6.  Thy fears that Christ will not receive thee may arise from those decays that thou findest in thy-soul, even while thou art coming to him.  Some, even as they are coming to Jesus Christ, do find themselves grow worse and worse.  To explain myself:  there is such a one coming to Jesus Christ, who, when he first began to look out after him, was sensible, affectionate, and broken in spirit, but now is grown dark, senseless, hard-hearted, and inclining to neglect spiritual duties.  Besides, he now finds in himself inclinations to unbelief, atheism, blasphemy, and the like; now, he finds he cannot tremble at God’s word, his judgments, nor the apprehension of hell-fire; neither can he, as he thinketh, be sorry for these things.

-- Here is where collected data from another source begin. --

use crate::ItineraryItem;
use crate::time::is_canonical;
use std::collections::HashSet;
use thiserror::Error;
use uuid::Uuid;

#[derive(Debug, Error, PartialEq, Eq)]
pub enum ValidationError {
    #[error("Agenda item id {0} appears more than once")]
    DuplicateId(Uuid),

    #[error("Agenda item at position {0} has an empty title")]
    EmptyTitle(usize),

    #[error("Item '{title}' has time '{time}', expected 24-hour HH:MM")]
    NonCanonicalTime { title: String, time: String },
}

pub fn validate_agenda(items: &[ItineraryItem]) -> Result<(), ValidationError> {
    let mut seen = HashSet::new();
    for (index, item) in items.iter().enumerate() {
        if !seen.insert(item.id) {
            return Err(ValidationError::DuplicateId(item.id));
        }
        if item.title.trim().is_empty() {
            return Err(ValidationError::EmptyTitle(index));
        }
        if !is_canonical(&item.time) {
            return Err(ValidationError::NonCanonicalTime {
                title: item.title.clone(),
                time: item.time.clone(),
            });
        }
    }
    Ok(())
}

This man is in the wilderness among wild beasts.  Here he sees a bear, there a lion, yonder a leopard, a wolf, a dragon.  Devils of all sorts, doubts of all sorts, fears of all sorts haunt and molest his soul.  This man feeleth the infirmity of his flesh; he findeth a proneness in himself to be desperate.  Now he chides with God, flings and tumbles like a wild bull in a net, and still the guilt of all returns upon himself to the crushing of him to pieces.  Yet he feeleth his heart so hard that he can find, as he thinks, no kindness under any of his miscarriages.  Now, he is a lump of confusion in his own eyes, whose spirit and actions are without order.  “Now, I see I am lost,” says the sinner; “this is not coming to Jesus Christ; such a desperately hard and wretched heart as mine is, cannot be a gracious one,” saith the sinner.  And bid such a one be better, he says, “I cannot; no, I cannot.”

Question.  But what will you say to a soul in this condition?

Answer.  I will say, that temptations have attended the best of God’s people; I will say that temptations come to do us good; and I will say also, that there is a difference betwixt growing worse and worse, and thy seeing more clearly how bad thou art.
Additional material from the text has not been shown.